# Finally drew my sona



## colorbash (Dec 21, 2020)

Buddy! They/them only please.


----------



## Monosuki the Aurian (Dec 21, 2020)

Very nice! They look quite detailed!


----------



## colorbash (Dec 22, 2020)

Rai Masaki the Lucario said:


> Very nice! They look quite detailed!


Thank you!!!


----------



## PC Master Race (Dec 22, 2020)

A bovine ?
Finally, someone is speaking my language.


----------



## Lenago (Dec 22, 2020)

Great art!


----------



## colorbash (Dec 22, 2020)

Many Weapons Guy said:


> A bovine ?
> Finally, someone is speaking my language.


Underrated if you ask me!


----------



## colorbash (Dec 22, 2020)

lenago said:


> Great art!


Thank you!! I worked very hard on it


----------



## PC Master Race (Dec 22, 2020)

colorbash said:


> Underrated if you ask me!


No kidding. We bovines need to stick together to look after each other for this.


----------



## Renneon (Dec 24, 2020)

really cool design, i love the colors !


----------



## colorbash (Dec 24, 2020)

Renneon said:


> really cool design, i love the colors !


thank you!!


----------



## SpicyMagiCath (Dec 26, 2020)

I love them! The hair and the horns are so cute!


----------



## Tutorial (Dec 26, 2020)

Tauren?


----------



## colorbash (Dec 26, 2020)

SpicyMagiCath said:


> I love them! The hair and the horns are so cute!


Thank you!!!


Tutorial said:


> Tauren?


Like in wow? I was when i played, yeah


----------



## KiokuChan (Dec 27, 2020)

Cute.


----------



## colorbash (Dec 27, 2020)

KiokuChan said:


> Cute.


thanks!


----------



## Jojer (Dec 29, 2020)

That’s a good snoot right there.


----------



## colorbash (Dec 30, 2020)

Jojer said:


> That’s a good snoot right there.


Thank you!!!!


----------



## Lira Miraeta (Jan 7, 2021)

Well done, cute design.


----------



## cowboi (Jan 18, 2021)

Am also excited for the bovine-ness @A Heart In Pieces 
Good job!!


----------



## PC Master Race (Jan 18, 2021)

cowboi said:


> Am also excited for the bovine-ness @A Heart In Pieces
> Good job!!


Uuuuh what you mean ? I'm at a loss here...


----------



## cowboi (Jan 18, 2021)

A Heart In Pieces said:


> Uuuuh what you mean ? I'm at a loss here...

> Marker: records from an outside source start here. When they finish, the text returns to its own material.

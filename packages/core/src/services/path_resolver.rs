//! Path Resolver
//!
//! Maps slash-separated virtual paths onto node chains and back. Every
//! lookup goes through a [`Transaction`] so operations that stage folders
//! can resolve paths they have not committed yet; the public entry points
//! open a fresh, empty transaction which reads straight from the store.

use super::error::{FsError, FsResult};
use crate::db::{MetadataStore, NodeFilter, Transaction};
use crate::models::{Node, ROOT_ID};
use std::sync::Arc;

/// Split a path into its non-empty segments
///
/// Leading, trailing and repeated slashes are ignored.
pub fn split_path(path: &str) -> Vec<String> {
    path.split('/')
        .filter(|s| !s.is_empty())
        .map(str::to_string)
        .collect()
}

/// Last segment of a path, `None` for the root path
pub fn last_segment(path: &str) -> Option<String> {
    split_path(path).pop()
}

#[derive(Clone)]
pub struct PathResolver {
    store: Arc<dyn MetadataStore>,
    default_channel: String,
}

impl PathResolver {
    pub fn new(store: Arc<dyn MetadataStore>, default_channel: impl Into<String>) -> Self {
        Self {
            store,
            default_channel: default_channel.into(),
        }
    }

    fn reader(&self) -> Transaction {
        Transaction::new(self.store.clone())
    }

    /// Resolve the active folder named by `path`
    ///
    /// With `skip_last` the final segment is left out, resolving the parent
    /// folder of whatever the path names. Returns `None` when any segment is
    /// missing.
    pub async fn get_last_folder(&self, path: &str, skip_last: bool) -> FsResult<Option<Node>> {
        self.get_last_folder_in(&self.reader(), path, skip_last).await
    }

    pub async fn get_last_folder_in(
        &self,
        tx: &Transaction,
        path: &str,
        skip_last: bool,
    ) -> FsResult<Option<Node>> {
        let mut segments = split_path(path);
        if skip_last {
            segments.pop();
        }

        let Some(mut current) = tx.get_node(ROOT_ID).await? else {
            return Err(FsError::not_found("root folder"));
        };
        let folders = NodeFilter::active().folders();
        for segment in segments {
            match tx.find_child(&current.id, &segment, &folders).await? {
                Some(next) => current = next,
                None => return Ok(None),
            }
        }
        Ok(Some(current))
    }

    /// Resolve the active node, file or folder, named by `path`
    pub async fn resolve(&self, path: &str) -> FsResult<Option<Node>> {
        self.resolve_in(&self.reader(), path, &NodeFilter::active())
            .await
    }

    /// Resolve `path` with `filter` applied to the final segment only
    pub async fn resolve_in(
        &self,
        tx: &Transaction,
        path: &str,
        filter: &NodeFilter,
    ) -> FsResult<Option<Node>> {
        let Some(name) = last_segment(path) else {
            return Ok(tx.get_node(ROOT_ID).await?);
        };
        let Some(parent) = self.get_last_folder_in(tx, path, true).await? else {
            return Ok(None);
        };
        Ok(tx.find_child(&parent.id, &name, filter).await?)
    }

    /// Root-relative path of `node`, `/` for the root
    pub async fn build_path(&self, node: &Node) -> FsResult<String> {
        self.build_path_in(&self.reader(), node).await
    }

    pub async fn build_path_in(&self, tx: &Transaction, node: &Node) -> FsResult<String> {
        if node.is_root() {
            return Ok("/".to_string());
        }
        let ancestors = tx.get_ancestors(&node.id).await?;
        let mut segments: Vec<&str> = ancestors
            .iter()
            .filter(|n| !n.is_root())
            .map(|n| n.filename.as_str())
            .collect();
        segments.push(&node.filename);
        Ok(format!("/{}", segments.join("/")))
    }

    /// Like [`get_last_folder`](Self::get_last_folder), creating missing
    /// folders along the way
    pub async fn create_folder_recursive(&self, path: &str, skip_last: bool) -> FsResult<Node> {
        let mut tx = self.reader();
        let folder = self
            .create_folder_recursive_in(&mut tx, path, skip_last)
            .await?;
        tx.commit().await?;
        Ok(folder)
    }

    pub async fn create_folder_recursive_in(
        &self,
        tx: &mut Transaction,
        path: &str,
        skip_last: bool,
    ) -> FsResult<Node> {
        let mut segments = split_path(path);
        if skip_last {
            segments.pop();
        }

        let Some(mut current) = tx.get_node(ROOT_ID).await? else {
            return Err(FsError::not_found("root folder"));
        };
        let active = NodeFilter::active();
        for segment in segments {
            match tx.find_child(&current.id, &segment, &active).await? {
                Some(next) if next.is_folder() => current = next,
                Some(_) => {
                    return Err(FsError::conflict(format!(
                        "'{}' exists and is not a folder",
                        segment
                    )))
                }
                None => {
                    let folder = Node::new_folder(&segment, &current.id);
                    tracing::debug!("Creating missing folder '{}'", folder.filename);
                    current.touch();
                    tx.update(current);
                    tx.insert(folder.clone());
                    current = folder;
                }
            }
        }
        Ok(current)
    }

    /// Channel hosting files under `node`: its own, the nearest ancestor's,
    /// or the configured default
    pub async fn effective_channel(&self, node: &Node) -> FsResult<String> {
        self.effective_channel_in(&self.reader(), node).await
    }

    pub async fn effective_channel_in(&self, tx: &Transaction, node: &Node) -> FsResult<String> {
        if let Some(channel) = &node.channel {
            return Ok(channel.clone());
        }
        let ancestors = tx.get_ancestors(&node.id).await?;
        Ok(ancestors
            .iter()
            .rev()
            .find_map(|n| n.channel.clone())
            .unwrap_or_else(|| self.default_channel.clone()))
    }
}

#[cfg(test)]
mod tests {
    use super::*;

    #[test]
    fn test_split_path_discards_empty_segments() {
        assert_eq!(split_path("/a//b/c/"), vec!["a", "b", "c"]);
        assert!(split_path("/").is_empty());
        assert!(split_path("").is_empty());
    }

    #[test]
    fn test_last_segment() {
        assert_eq!(last_segment("/a/b.txt").as_deref(), Some("b.txt"));
        assert_eq!(last_segment("//"), None);
    }
}
//! Chunk Uploader
//!
//! Turns a byte stream into provider messages. The stream is read in
//! fixed-size chunks; each chunk is one `upload_part` call toward the blob of
//! the current *portion*. A portion is finalized as one message when it is
//! full and more data follows, or when the stream ends.
//!
//! # Small files
//!
//! While the cumulative size stays within `min_size`, chunks are buffered in
//! memory instead of transmitted. If the stream ends inside that window the
//! bytes are returned for inline storage and nothing reaches the provider.
//! The first chunk that crosses the threshold flushes the buffer, in order,
//! as the leading parts of the first portion.
//!
//! # Events
//!
//! Progress is reported through [`UploadListener`]: once per finalized
//! portion, once on completion, and once on abort or failure.

use super::abort::AbortHandle;
use super::error::TransferError;
use crate::models::Part;
use crate::transport::BlobTransport;
use async_trait::async_trait;
use bytes::Bytes;
use std::sync::Arc;
use tokio::io::{AsyncRead, AsyncReadExt};

/// Result of a finished upload
#[derive(Debug, Clone, PartialEq, Eq)]
pub enum UploadOutcome {
    /// Stream stayed within `min_size`; bytes belong in the node record
    Inline(Bytes),
    /// Finalized parts in index order
    Hosted(Vec<Part>),
}

/// Receives upload lifecycle events
#[async_trait]
pub trait UploadListener: Send + Sync {
    /// A portion was finalized as a provider message
    async fn on_portion(&self, part: &Part) -> anyhow::Result<()>;

    /// The whole stream was consumed
    async fn on_complete(&self, outcome: &UploadOutcome) -> anyhow::Result<()>;

    /// The upload stopped early, through abort or failure
    async fn on_aborted(&self, error: &TransferError);
}

/// Upload parameters
#[derive(Debug, Clone)]
pub struct UploadTarget {
    pub channel: String,
    pub filename: String,
    pub mime: String,
}

#[derive(Debug)]
struct Portion {
    index: u32,
    blob_id: String,
    parts_sent: u32,
    size: u64,
}

pub struct ChunkUploader {
    client: Arc<dyn BlobTransport>,
    target: UploadTarget,
    chunk_size: usize,
    min_size: u64,
    abort: AbortHandle,
}

impl ChunkUploader {
    pub fn new(
        client: Arc<dyn BlobTransport>,
        target: UploadTarget,
        chunk_size: usize,
        min_size: u64,
    ) -> Self {
        Self {
            client,
            target,
            chunk_size: chunk_size.max(1),
            min_size,
            abort: AbortHandle::new(),
        }
    }

    pub fn with_abort_handle(mut self, abort: AbortHandle) -> Self {
        self.abort = abort;
        self
    }

    pub fn abort_handle(&self) -> AbortHandle {
        self.abort.clone()
    }

    /// Consume `source` and upload it
    ///
    /// On failure the listener's `on_aborted` runs before the error is
    /// returned. Portions finalized before the failure stay on the provider.
    pub async fn execute<R>(
        &self,
        source: R,
        listener: &dyn UploadListener,
    ) -> Result<UploadOutcome, TransferError>
    where
        R: AsyncRead + Unpin + Send,
    {
        match self.run(source, listener).await {
            Ok(outcome) => {
                listener
                    .on_complete(&outcome)
                    .await
                    .map_err(TransferError::Listener)?;
                Ok(outcome)
            }
            Err(e) => {
                tracing::error!("Upload of '{}' stopped: {}", self.target.filename, e);
                listener.on_aborted(&e).await;
                Err(e)
            }
        }
    }

    async fn run<R>(
        &self,
        mut source: R,
        listener: &dyn UploadListener,
    ) -> Result<UploadOutcome, TransferError>
    where
        R: AsyncRead + Unpin + Send,
    {
        let max_parts = self.client.identity().max_upload_parts.max(1);
        let mut portion = self.open_portion(0);
        let mut parts = Vec::new();
        let mut buffer: Option<Vec<u8>> = Some(Vec::new());
        let mut total: u64 = 0;

        loop {
            if self.abort.is_aborted() {
                return Err(TransferError::Aborted);
            }

            let block = read_block(&mut source, self.chunk_size).await?;
            if block.is_empty() {
                break;
            }
            total += block.len() as u64;

            if let Some(buffered) = buffer.as_mut() {
                if total <= self.min_size {
                    buffered.extend_from_slice(&block);
                    tracing::debug!("Buffered {} byte(s) of '{}'", total, self.target.filename);
                    continue;
                }

                let flushed = Bytes::from(std::mem::take(buffered));
                buffer = None;
                tracing::debug!(
                    "Flushing {} buffered byte(s) of '{}' past min_size",
                    flushed.len(),
                    self.target.filename
                );
                for start in (0..flushed.len()).step_by(self.chunk_size) {
                    let end = (start + self.chunk_size).min(flushed.len());
                    self.transmit(&mut portion, flushed.slice(start..end), max_parts, &mut parts, listener)
                        .await?;
                }
            }

            self.transmit(&mut portion, block, max_parts, &mut parts, listener)
                .await?;
        }

        if let Some(buffered) = buffer {
            tracing::info!(
                "'{}' kept inline ({} byte(s))",
                self.target.filename,
                buffered.len()
            );
            return Ok(UploadOutcome::Inline(Bytes::from(buffered)));
        }

        if portion.parts_sent > 0 {
            let part = self.finalize(&portion, portion.index > 0).await?;
            listener
                .on_portion(&part)
                .await
                .map_err(TransferError::Listener)?;
            parts.push(part);
        }

        tracing::info!(
            "Uploaded '{}': {} byte(s) in {} part(s)",
            self.target.filename,
            total,
            parts.len()
        );
        Ok(UploadOutcome::Hosted(parts))
    }

    fn open_portion(&self, index: u32) -> Portion {
        Portion {
            index,
            blob_id: self.client.new_blob_id(),
            parts_sent: 0,
            size: 0,
        }
    }

    async fn transmit(
        &self,
        portion: &mut Portion,
        chunk: Bytes,
        max_parts: u32,
        parts: &mut Vec<Part>,
        listener: &dyn UploadListener,
    ) -> Result<(), TransferError> {
        if self.abort.is_aborted() {
            return Err(TransferError::Aborted);
        }

        // A full portion is only sent once more data shows up, so a file
        // that fits exactly one portion keeps its plain name.
        if portion.parts_sent == max_parts {
            let part = self.finalize(portion, true).await?;
            listener
                .on_portion(&part)
                .await
                .map_err(TransferError::Listener)?;
            parts.push(part);
            *portion = self.open_portion(portion.index + 1);
        }

        let part_index = portion.parts_sent;
        let last = part_index + 1 == max_parts;
        portion.size += chunk.len() as u64;

        self.client
            .upload_part(
                &portion.blob_id,
                part_index,
                last.then(|| self.total_parts(portion.size)),
                chunk,
            )
            .await?;
        portion.parts_sent += 1;
        Ok(())
    }

    fn total_parts(&self, size: u64) -> u32 {
        size.div_ceil(self.chunk_size as u64) as u32
    }

    /// Send the portion's blob as one message
    ///
    /// `suffixed` portions get a `.NNN` name; a file held in a single
    /// portion keeps its own name.
    async fn finalize(&self, portion: &Portion, suffixed: bool) -> Result<Part, TransferError> {
        if self.abort.is_aborted() {
            return Err(TransferError::Aborted);
        }

        let filename = if suffixed {
            format!("{}.{:03}", self.target.filename, portion.index + 1)
        } else {
            self.target.filename.clone()
        };
        let total_parts = self.total_parts(portion.size);

        tracing::debug!(
            "Finalizing '{}' into {} ({} part(s))",
            filename,
            self.target.channel,
            total_parts
        );

        let sent = self
            .client
            .send(
                &self.target.channel,
                &portion.blob_id,
                total_parts,
                &filename,
                &self.target.mime,
            )
            .await?;

        Ok(Part {
            messageid: sent.message_id,
            fileid: sent.blob_id,
            originalfilename: sent.filename,
            size: portion.size,
            index: portion.index,
            hash: String::new(),
        })
    }
}

/// Read until `chunk_size` bytes are collected or the source ends
async fn read_block<R>(source: &mut R, chunk_size: usize) -> std::io::Result<Bytes>
where
    R: AsyncRead + Unpin + Send,
{
    let mut block = vec![0u8; chunk_size];
    let mut filled = 0;
    while filled < chunk_size {
        let n = source.read(&mut block[filled..]).await?;
        if n == 0 {
            break;
        }
        filled += n;
    }
    block.truncate(filled);
    Ok(Bytes::from(block))
}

I am also excited to see more cow themed art


----------



## PC Master Race (Jan 18, 2021)

cowboi said:


> I am also excited to see more cow themed art


My sona is more a mammoth-minotaur, but sure thing


----------



## cowboi (Jan 18, 2021)

A Heart In Pieces said:


> My sona is more a mammoth-minotaur, but sure thing


Oops sorry, haha. I just got too excited for cow then, I guess :3


----------



## PC Master Race (Jan 18, 2021)

Bovines are good chubs, that's for sure


----------



## IvoryAvian (Jan 31, 2021)

Aww, they’re so cute! Overalls don’t get enough love ~


----------



## colorbash (Feb 4, 2021)

Lira Miraeta said:


> Well done, cute design.


Thank you!!


IvoryAvian said:


> Aww, they’re so cute! Overalls don’t get enough love ~


You're so right, I would love to see them on more characters


cowboi said:


> Am also excited for the bovine-ness @/A Heart In Pieces
> Good job!!


Thanks!! Love a good cow


----------